Billy was smelling blood, seeing blood, tasting blood. Inking his skin temporarily with blood. Which happened both in the dream and in real life in the Oleander Room. Painting his skin the way people in some cultures do when piercing is forbidden.
Billy flung off the sheet and sat up, swinging his feet to the cold floor. Using a pillow, he wiped his forehead of sweat, picturing all of them: Lovely Girl and his parents.
He glanced down at the works on his thighs. On the left:
ELA
On the other:
LIAM
Two names that he was proud to carry with him. That he’d carry forever. They represented a huge gap in his life. But a gap soon to be closed. A wrong soon to be righted.
The Modification …
He looked at the rest of his body.
Billy Haven was largely tat free, which was odd for someone who made much of his income as a tattoo artist. Most inkers were drawn to the profession because they enjoyed body mods, were even obsessed with the needles, the lure of the machine. More. Give me more. And they’d often grow depressed at the dwindling inches of uninked skin on their bodies to fill with more works.
But not Billy. Maybe it was like Michelangelo. The master had liked painting but did not particularly like being painted.
Finger skin to finger skin …
The truth was that Billy hadn’t wanted to be a tat artist at all. It had been a temporary job to put himself through college. But he’d found that he enjoyed the practice and in an area where a pen and paintbrush artist would have trouble making a living, a skin artist could do okay for himself. So he’d tucked aside his somewhat worthless college degree, set up shop in a strip mall and proceeded to make pretty good ducats with his Billy Mods.
He looked again at his thighs.
ELA LIAM
Then he glanced at his left arm. The red centipede.

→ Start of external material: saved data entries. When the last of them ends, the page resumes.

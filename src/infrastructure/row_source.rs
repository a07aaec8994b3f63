//! Raw log rows from a spreadsheet export
//!
//! The climbing log is kept in a spreadsheet with (at least) the columns
//! `Date`, `Climb` (place and climbers) and `Comments`. Dates are written
//! `M/D/YYYY`; ISO dates are accepted as well.

use crate::error::{ClimbError, Result};
use chrono::NaiveDate;
use serde::Deserialize;
use std::fs::File;
use std::io::Read;
use std::path::Path;

/// One row of the climbing log
#[derive(Debug, Clone, PartialEq, Eq)]
pub struct LogRow {
    pub date: NaiveDate,
    pub place_and_climbers: String,
    pub comment: String,
}

/// Producer of log rows in chronological (file) order
pub trait RowSource {
    fn rows(&mut self) -> Result<Vec<LogRow>>;
}

#[derive(Debug, Deserialize)]
struct SheetRow {
    #[serde(rename = "Date", default)]
    date: String,
    #[serde(rename = "Climb", default)]
    climb: String,
    #[serde(rename = "Comments", default)]
    comments: String,
}

/// Rows read from CSV, filtered by place and date prefix
pub struct CsvRowSource<R: Read> {
    reader: csv::Reader<R>,
    place_filter: String,
    date_prefix: Option<String>,
}

impl CsvRowSource<File> {
    pub fn from_path(path: &Path) -> Result<Self> {
        let file = File::open(path)?;
        Ok(CsvRowSource::from_reader(file))
    }
}

impl<R: Read> CsvRowSource<R> {
    pub fn from_reader(reader: R) -> Self {
        let reader = csv::ReaderBuilder::new()
            .flexible(true)
            .trim(csv::Trim::Headers)
            .from_reader(reader);
        CsvRowSource {
            reader,
            place_filter: String::new(),
            date_prefix: None,
        }
    }

    /// Keep only rows whose place mentions `filter` (case-insensitive).
    /// An empty filter keeps every row.
    pub fn with_place_filter(mut self, filter: &str) -> Self {
        self.place_filter = filter.trim().to_lowercase();
        self
    }

    /// Keep only rows whose ISO date starts with `prefix`, e.g. "2024" or "2024-06"
    pub fn with_date_prefix(mut self, prefix: Option<&str>) -> Self {
        self.date_prefix = prefix.map(|p| p.trim().to_string());
        self
    }

    /// Sheet rows paired with the file line each record starts on.
    /// Quoted fields may span lines, so the line comes from the reader.
    fn sheet_rows(&mut self) -> Result<Vec<(u64, SheetRow)>> {
        let headers = self.reader.headers()?.clone();
        let mut rows = Vec::new();

        for record in self.reader.records() {
            let record = record?;
            let line = record.position().map_or(0, |p| p.line());
            rows.push((line, record.deserialize::<SheetRow>(Some(&headers))?));
        }
        Ok(rows)
    }
}

impl<R: Read> RowSource for CsvRowSource<R> {
    fn rows(&mut self) -> Result<Vec<LogRow>> {
        let mut rows = Vec::new();

        for (line, record) in self.sheet_rows()? {
            if record.date.trim().is_empty() {
                continue;
            }
            if !self.place_filter.is_empty()
                && !record.climb.to_lowercase().contains(&self.place_filter)
            {
                continue;
            }

            let date = match parse_sheet_date(&record.date) {
                Ok(date) => date,
                Err(_) => {
                    tracing::warn!(row = line, date = %record.date, "skipping row with unreadable date");
                    continue;
                }
            };

            if let Some(prefix) = &self.date_prefix {
                if !date.format("%Y-%m-%d").to_string().starts_with(prefix.as_str()) {
                    continue;
                }
            }

            rows.push(LogRow {
                date,
                place_and_climbers: record.climb,
                comment: record.comments,
            });
        }

        Ok(rows)
    }
}

/// Parse a date as written in the sheet (`M/D/YYYY`) or as ISO (`YYYY-MM-DD`)
pub fn parse_sheet_date(input: &str) -> Result<NaiveDate> {
    let input = input.trim();
    NaiveDate::parse_from_str(input, "%Y-%m-%d")
        .or_else(|_| NaiveDate::parse_from_str(input, "%m/%d/%Y"))
        .map_err(|_| ClimbError::InvalidDate(input.to_string()))
}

The creature was about eighteen inches long. Its posterior was at the middle of his biceps and the design moved in a lazy S pattern to the back of his hand, where the insect’s head rested – the head with a human face, full lips, knowing eyes, a nose, a mouth encircling the fangs.
Traditionally, people tattooed themselves with animals for two reasons: to assume attributes of the creature, like courage from a lion or stealth from a panther. Or to serve as an emblem to immunize them from the dangers of a particular predator.
Billy didn’t know much about psychology but knew that, between the two, it was the first reason that had made him pick this creature with which to decorate his arm.
All he really knew, though, was that it gave him comfort.
He dressed and assembled his gear, then ran a pet roller over his clothing, hair and body several times.
His wristwatch hummed. Then the other, in his pocket, made a similar noise a few seconds later.
It was time to go hunting once more.
Okay. This is a pain.
Billy was in a quiet, dim tunnel beneath the East Side of Midtown, making his way toward where he was going to ink a new victim to hell.
But his route had been blocked off.
In the nineteenth century, he’d learned, this tunnel housed a connector for a narrow gauge spur line linking a factory with a rail depot around 44th Street. It was a glorious construction of smooth brick and elegant arches, surprisingly free of vermin and mold. The ties and rails were gone but the passageway’s transportation heritage was still evident: Several blocks away, Billy could hear, trains moved north and south out of Grand Central Station. You could hear subways too. Overhead and under. Some so close that dust fell.